The Summer Between
An affecting bildungsroman, The Summer Between is about personal discovery in a period of historical tumult.
In Robert Raasch’s novel The Summer Between, a college-bound man navigates his gay identity amid the upheavals of the 1970s.
Eighteen-year-old Andy prepares to begin his fine arts degree at New York University. He’s only out of the closet to his best friend, Elena. He makes secret trips into Manhattan to acclimate to urban life and to familiarize himself with the city’s gay community. During one of these excursions, he meets and falls for Ben, an NYU alumnus who plays a crucial role in Andy’s quest for belonging.
The novel’s seventies ambiance is energetic. Andy references major political events, including his mother’s participation in the march for the Equal Rights Amendment, and contemporary literature, including Voice magazine and books with gay characters. He also gestures to the legacy of the Vietnam War, empathizing with those who are haunted by trauma. Popular music plays a prominent role as well, and the narration is peppered with mentions of the singers and bands Andy loves. And as people interact, rock records play in the background: the first meeting between Andy and Ben occurs at a Mick Jagger concert.

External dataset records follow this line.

use std::fmt;

use chrono::{DateTime, NaiveDate, NaiveTime, Utc};
use serde::{Deserialize, Serialize};
use ulid::Ulid;

/// Identity handed to us by the auth collaborator.
pub type UserId = u64;

/// Half-open interval `[start, end)` within one operating day.
#[derive(Debug, Clone, Copy, PartialEq, Eq, Hash, Serialize, Deserialize)]
pub struct TimeRange {
    pub start: NaiveTime,
    pub end: NaiveTime,
}

impl TimeRange {
    pub fn new(start: NaiveTime, end: NaiveTime) -> Self {
        debug_assert!(start < end, "TimeRange start must be before end");
        Self { start, end }
    }

    /// `NOT(self.end <= other.start OR self.start >= other.end)`
    pub fn overlaps(&self, other: &TimeRange) -> bool {
        self.start < other.end && other.start < self.end
    }

    /// Returns true if `self` fully contains `other`.
    pub fn contains(&self, other: &TimeRange) -> bool {
        self.start <= other.start && other.end <= self.end
    }
}

impl fmt::Display for TimeRange {
    fn fmt(&self, f: &mut fmt::Formatter<'_>) -> fmt::Result {
        write!(f, "{}-{}", self.start.format("%H:%M"), self.end.format("%H:%M"))
    }
}

/// The three fixed daily delivery windows, identified by start time.
#[derive(Debug, Clone, Copy, PartialEq, Eq, Hash, Serialize, Deserialize)]
pub enum Window {
    TenToOne,
    ElevenToTwo,
    NoonToThree,
}

impl Window {
    pub const ALL: [Window; 3] = [Window::TenToOne, Window::ElevenToTwo, Window::NoonToThree];

    pub const LENGTH_HOURS: u32 = 3;

    pub fn start_hour(self) -> u32 {
        match self {
            Window::TenToOne => 10,
            Window::ElevenToTwo => 11,
            Window::NoonToThree => 12,
        }
    }

    pub fn start(self) -> NaiveTime {
        NaiveTime::from_hms_opt(self.start_hour(), 0, 0).unwrap_or_default()
    }

    pub fn end(self) -> NaiveTime {
        NaiveTime::from_hms_opt(self.start_hour() + Self::LENGTH_HOURS, 0, 0).unwrap_or_default()
    }

    pub fn range(self) -> TimeRange {
        TimeRange::new(self.start(), self.end())
    }

    pub fn from_start(start: NaiveTime) -> Option<Window> {
        Self::ALL.into_iter().find(|w| w.start() == start)
    }
}

impl fmt::Display for Window {
    fn fmt(&self, f: &mut fmt::Formatter<'_>) -> fmt::Result {
        self.range().fmt(f)
    }
}

/// One calendar day of an overview request. Derived, never persisted.
#[derive(Debug, Clone, Copy, PartialEq, Eq, Serialize)]
pub struct Day {
    pub date: NaiveDate,
    /// 0 = Sunday .. 6 = Saturday.
    pub weekday: u8,
    pub bookable: bool,
}

/// Opaque key returned by the file store for an uploaded packing list.
#[derive(Debug, Clone, PartialEq, Eq, Hash, Serialize, Deserialize)]
pub struct StoredRef(pub String);

impl StoredRef {
    /// Every reference we hand out lives under this prefix.
    pub const NAMESPACE: &'static str = "uploads/packing-lists/";

    pub fn as_str(&self) -> &str {
        &self.0
    }

    /// Rooted under the upload namespace, a single plain file name, no traversal.
    pub fn is_in_namespace(&self) -> bool {
        match self.0.strip_prefix(Self::NAMESPACE) {
            Some(name) => {
                !name.is_empty()
                    && name != "."
                    && name != ".."
                    && !name.contains(['/', '\\'])
                    && !name.contains('\0')
            }
            None => false,
        }
    }

    /// File name portion of the reference.
    pub fn file_name(&self) -> &str {
        self.0.rsplit(['/', '\\']).next().unwrap_or(&self.0)
    }
}

impl fmt::Display for StoredRef {
    fn fmt(&self, f: &mut fmt::Formatter<'_>) -> fmt::Result {
        f.write_str(&self.0)
    }
}

#[derive(Debug, Clone, Copy, PartialEq, Eq, Serialize, Deserialize)]
#[serde(rename_all = "lowercase")]
pub enum ReservationStatus {
    Booked,
    Cancelled,
}

#[derive(Debug, Clone, PartialEq, Eq, Serialize, Deserialize)]
pub struct Reservation {
    pub id: Ulid,
    /// `YYYYMMDD-NNN`, sequential per date.
    pub reservation_no: String,
    pub user_id: UserId,
    pub date: NaiveDate,
    pub start_time: NaiveTime,
    pub end_time: NaiveTime,
    pub status: ReservationStatus,
    pub container_no: String,
    pub packing_list: StoredRef,
    pub cancel_reason: Option<String>,
    pub created_at: DateTime<Utc>,
    pub cancelled_at: Option<DateTime<Utc>>,
}

impl Reservation {
    pub fn range(&self) -> TimeRange {
        TimeRange::new(self.start_time, self.end_time)
    }

    pub fn is_booked(&self) -> bool {
        self.status == ReservationStatus::Booked
    }
}

#[derive(Debug, Clone, Copy, PartialEq, Eq, Serialize, Deserialize)]
#[serde(rename_all = "lowercase")]
pub enum ClosureStatus {
    Closed,
    Opened,
}

/// Admin-declared unavailability. Both times `None` means the whole day.
#[derive(Debug, Clone, PartialEq, Eq, Serialize, Deserialize)]
pub struct ClosedSlot {
    pub id: Ulid,
    pub date: NaiveDate,
    pub start_time: Option<NaiveTime>,
    pub end_time: Option<NaiveTime>,
    pub reason: String,
    pub status: ClosureStatus,
    pub created_by: UserId,
    pub opened_reason: Option<String>,
    pub created_at: DateTime<Utc>,
    pub opened_at: Option<DateTime<Utc>>,
}

impl ClosedSlot {
    pub fn is_active(&self) -> bool {
        self.status == ClosureStatus::Closed
    }

    pub fn is_full_day(&self) -> bool {
        self.start_time.is_none() && self.end_time.is_none()
    }

    /// The partial range, if both ends are set and ordered.
    pub fn range(&self) -> Option<TimeRange> {
        match (self.start_time, self.end_time) {
            (Some(start), Some(end)) if start < end => Some(TimeRange::new(start, end)),
            _ => None,
        }
    }

    /// Whether this closure, while active, makes `window` closed.
    /// Full-day covers everything; partial covers only windows it fully contains.
    pub fn covers(&self, window: &TimeRange) -> bool {
        if !self.is_active() {
            return false;
        }
        if self.is_full_day() {
            return true;
        }
        self.range().is_some_and(|r| r.contains(window))
    }
}

#[derive(Debug, Clone, Copy, PartialEq, Eq, Hash, Serialize, Deserialize)]
#[serde(rename_all = "lowercase")]
pub enum SlotStatus {
    Available,
    Booked,
    Closed,
    Cancelled,
    Unavailable,
}

impl SlotStatus {
    pub fn as_str(self) -> &'static str {
        match self {
            SlotStatus::Available => "available",
            SlotStatus::Booked => "booked",
            SlotStatus::Closed => "closed",
            SlotStatus::Cancelled => "cancelled",
            SlotStatus::Unavailable => "unavailable",
        }
    }
}

#[derive(Debug, Clone, PartialEq, Eq, Serialize)]
#[serde(rename_all = "camelCase")]
pub struct Slot {
    pub date: NaiveDate,
    pub start_time: NaiveTime,
    pub end_time: NaiveTime,
    pub status: SlotStatus,
}

#[derive(Debug, Clone, PartialEq, Eq, Serialize)]
pub struct DayOverview {
    pub date: NaiveDate,
    pub weekday: u8,
    pub slots: Vec<Slot>,
}

impl DayOverview {
    pub fn status_of(&self, window: Window) -> Option<SlotStatus> {
        self.slots
            .iter()
            .find(|s| s.start_time == window.start())
            .map(|s| s.status)
    }
}

// ── Append-only logs ─────────────────────────────────────────────

#[derive(Debug, Clone, Copy, PartialEq, Eq, Serialize, Deserialize)]
#[serde(rename_all = "snake_case")]
pub enum AuditOperation {
    OpenClosedSlot,
}

/// State of a closure just before it was reopened.
#[derive(Debug, Clone, PartialEq, Eq, Serialize, Deserialize)]
pub struct ClosureSnapshot {
    pub id: Ulid,
    pub date: NaiveDate,
    pub start_time: Option<NaiveTime>,
    pub end_time: Option<NaiveTime>,
    pub reason: String,
    pub status_before: ClosureStatus,
    pub created_at: DateTime<Utc>,
    pub opened_reason: String,
}

#[derive(Debug, Clone, PartialEq, Eq, Serialize, Deserialize)]
pub struct AuditEntry {
    pub id: Ulid,
    pub actor_id: UserId,
    pub operation: AuditOperation,
    pub target_id: Ulid,
    pub snapshot: ClosureSnapshot,
    pub created_at: DateTime<Utc>,
}

impl AuditEntry {
    /// The snapshot rendered as a JSON document for export.
    pub fn detail_json(&self) -> serde_json::Result<String> {
        serde_json::to_string(&self.snapshot)
    }
}

#[derive(Debug, Clone, PartialEq, Eq, Serialize, Deserialize)]
pub struct CancelLogEntry {
    pub reservation_id: Ulid,
    pub user_id: UserId,
    pub reason: Option<String>,
    /// The date the reservation was for, not the day it was cancelled.
    pub reservation_date: NaiveDate,
    pub cancelled_at: DateTime<Utc>,
}

/// Flat event records. This is the WAL record format.
#[derive(Debug, Clone, PartialEq, Eq, Serialize, Deserialize)]
pub enum Event {
    ReservationBooked {
        reservation: Reservation,
    },
    ReservationCancelled {
        id: Ulid,
        date: NaiveDate,
        user_id: UserId,
        reason: Option<String>,
        cancelled_at: DateTime<Utc>,
    },
    SlotClosed {
        closure: ClosedSlot,
    },
    SlotOpened {
        id: Ulid,
        date: NaiveDate,
        opened_by: UserId,
        opened_reason: String,
        opened_at: DateTime<Utc>,
        audit_id: Ulid,
    },
}

impl Event {
    /// Every event belongs to exactly one date partition.
    pub fn date(&self) -> NaiveDate {
        match self {
            Event::ReservationBooked { reservation } => reservation.date,
            Event::SlotClosed { closure } => closure.date,
            Event::ReservationCancelled { date, .. } | Event::SlotOpened { date, .. } => *date,
        }
    }
}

Less easygoing is the paradoxical interplay of progressivism and close-mindedness that Andy navigates. Against a backdrop of cultural movements toward equality, Andy declares that he will never come out to his mother despite her liberal attitudes; she is too adamant that he have children someday. And Elena, despite the platonic love and acceptance she shares with Andy, uses derogatory terms for gay men and uses “gay” as an all-encapsulating descriptor. Even Andy, owing to the prejudices imparted to him by his environment, makes narrow-minded judgments, as about the flamboyance of the Gay and Lesbian Pride March, whose participants he dismisses as “freaks.”
Nonetheless, Andy is a sympathetic hero, both vulnerable and desperate to be embraced by like-minded people. As he contemplates his way through his sexual awakening, his storytelling takes on an intimate tone, both close and descriptive. His earnest desire for self-knowledge and belonging clashes with the motivations of the deplorable older men who take advantage of him; Andy is left with lasting reservations about sexual experiences with other men. Still, love and tenderness come in time, if of an imperfect sort: Andy tamps parts of himself down to please Ben, and he feels sad and insecure when Ben withholds affection.
With its focus on personal discovery within a tumultuous period of American history, the novel The Summer Between follows a gay man’s coming-of-age in an energetic, sometimes hostile city.